- TASK PROMPT -
Pick every line out of the entries below that holds the string "serde", and report them.

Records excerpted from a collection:
>>
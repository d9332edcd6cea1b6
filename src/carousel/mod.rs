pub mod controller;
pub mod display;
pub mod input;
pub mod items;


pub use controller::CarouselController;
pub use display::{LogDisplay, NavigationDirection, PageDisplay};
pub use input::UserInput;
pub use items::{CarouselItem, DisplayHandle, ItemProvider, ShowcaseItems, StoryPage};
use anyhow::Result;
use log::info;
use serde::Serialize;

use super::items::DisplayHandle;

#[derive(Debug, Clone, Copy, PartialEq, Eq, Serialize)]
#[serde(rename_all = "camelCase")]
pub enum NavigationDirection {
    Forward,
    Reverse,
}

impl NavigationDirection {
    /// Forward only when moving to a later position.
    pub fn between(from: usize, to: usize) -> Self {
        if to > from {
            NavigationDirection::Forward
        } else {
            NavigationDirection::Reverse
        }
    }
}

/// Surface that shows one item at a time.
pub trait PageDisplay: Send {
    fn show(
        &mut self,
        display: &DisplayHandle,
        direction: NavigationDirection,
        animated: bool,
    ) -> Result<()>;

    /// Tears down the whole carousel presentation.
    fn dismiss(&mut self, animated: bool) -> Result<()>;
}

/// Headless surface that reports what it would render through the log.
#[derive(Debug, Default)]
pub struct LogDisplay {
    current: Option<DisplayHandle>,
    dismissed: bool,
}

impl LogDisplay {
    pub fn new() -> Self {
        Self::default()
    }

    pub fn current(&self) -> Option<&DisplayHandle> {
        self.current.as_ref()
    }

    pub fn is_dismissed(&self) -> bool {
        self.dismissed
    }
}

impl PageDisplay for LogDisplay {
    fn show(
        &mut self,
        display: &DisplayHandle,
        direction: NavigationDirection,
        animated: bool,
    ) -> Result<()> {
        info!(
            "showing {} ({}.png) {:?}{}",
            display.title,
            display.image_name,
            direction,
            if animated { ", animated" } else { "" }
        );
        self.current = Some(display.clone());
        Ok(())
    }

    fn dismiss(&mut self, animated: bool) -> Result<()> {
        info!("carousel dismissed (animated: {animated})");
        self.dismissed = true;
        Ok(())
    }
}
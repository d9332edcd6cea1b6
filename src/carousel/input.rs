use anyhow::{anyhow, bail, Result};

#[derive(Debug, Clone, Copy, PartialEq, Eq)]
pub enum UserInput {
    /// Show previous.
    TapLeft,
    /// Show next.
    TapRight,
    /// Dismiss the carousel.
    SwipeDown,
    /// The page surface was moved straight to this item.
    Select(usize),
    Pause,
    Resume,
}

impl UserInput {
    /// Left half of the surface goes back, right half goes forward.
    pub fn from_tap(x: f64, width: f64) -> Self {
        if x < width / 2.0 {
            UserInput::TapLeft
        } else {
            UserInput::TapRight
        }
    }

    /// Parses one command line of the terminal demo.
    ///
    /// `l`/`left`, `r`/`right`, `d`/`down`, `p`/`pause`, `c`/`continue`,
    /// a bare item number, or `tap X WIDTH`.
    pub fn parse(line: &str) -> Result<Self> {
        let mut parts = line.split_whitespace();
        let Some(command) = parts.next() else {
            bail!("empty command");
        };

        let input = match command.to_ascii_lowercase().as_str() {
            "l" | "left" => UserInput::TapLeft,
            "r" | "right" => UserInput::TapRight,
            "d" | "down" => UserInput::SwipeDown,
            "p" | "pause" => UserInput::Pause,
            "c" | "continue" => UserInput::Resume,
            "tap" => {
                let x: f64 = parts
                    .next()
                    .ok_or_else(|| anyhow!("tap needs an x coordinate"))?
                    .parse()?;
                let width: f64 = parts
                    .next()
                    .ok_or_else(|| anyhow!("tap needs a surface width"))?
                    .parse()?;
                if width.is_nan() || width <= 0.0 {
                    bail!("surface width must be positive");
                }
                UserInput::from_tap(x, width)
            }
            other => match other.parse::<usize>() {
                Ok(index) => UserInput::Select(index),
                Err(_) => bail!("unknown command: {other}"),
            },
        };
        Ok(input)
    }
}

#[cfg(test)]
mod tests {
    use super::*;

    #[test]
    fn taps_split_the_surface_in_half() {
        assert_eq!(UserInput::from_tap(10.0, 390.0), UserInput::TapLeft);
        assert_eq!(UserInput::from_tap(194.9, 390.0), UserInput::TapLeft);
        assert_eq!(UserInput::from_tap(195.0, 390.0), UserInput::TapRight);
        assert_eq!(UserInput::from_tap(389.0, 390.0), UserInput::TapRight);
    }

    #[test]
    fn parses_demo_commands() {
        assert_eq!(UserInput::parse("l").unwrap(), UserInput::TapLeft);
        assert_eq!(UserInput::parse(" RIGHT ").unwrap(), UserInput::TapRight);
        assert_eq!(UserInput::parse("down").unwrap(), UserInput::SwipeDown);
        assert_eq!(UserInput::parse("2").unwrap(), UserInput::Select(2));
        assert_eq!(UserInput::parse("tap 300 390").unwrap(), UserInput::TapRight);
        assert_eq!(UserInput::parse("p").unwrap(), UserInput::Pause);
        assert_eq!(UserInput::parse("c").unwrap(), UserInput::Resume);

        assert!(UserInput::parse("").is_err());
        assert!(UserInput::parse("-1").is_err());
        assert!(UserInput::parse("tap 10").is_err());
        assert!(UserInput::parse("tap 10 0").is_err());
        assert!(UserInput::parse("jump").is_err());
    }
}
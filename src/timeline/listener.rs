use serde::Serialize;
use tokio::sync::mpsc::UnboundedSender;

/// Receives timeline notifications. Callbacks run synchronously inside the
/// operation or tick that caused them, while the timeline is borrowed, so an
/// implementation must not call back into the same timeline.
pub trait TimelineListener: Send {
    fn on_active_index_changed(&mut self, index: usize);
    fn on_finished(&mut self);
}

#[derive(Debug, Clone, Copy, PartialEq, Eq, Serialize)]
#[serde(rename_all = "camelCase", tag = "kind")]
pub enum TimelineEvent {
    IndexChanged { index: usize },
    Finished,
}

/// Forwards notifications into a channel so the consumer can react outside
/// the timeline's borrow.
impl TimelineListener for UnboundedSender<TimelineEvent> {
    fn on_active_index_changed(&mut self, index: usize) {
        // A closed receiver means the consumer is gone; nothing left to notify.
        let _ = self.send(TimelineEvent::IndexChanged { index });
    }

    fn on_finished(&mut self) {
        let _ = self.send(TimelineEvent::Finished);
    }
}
<<
- SOLUTION BELOW -
use serde::Serialize;
#[serde(rename_all = "camelCase")]
use serde::Serialize;
#[serde(rename_all = "camelCase", tag = "kind")]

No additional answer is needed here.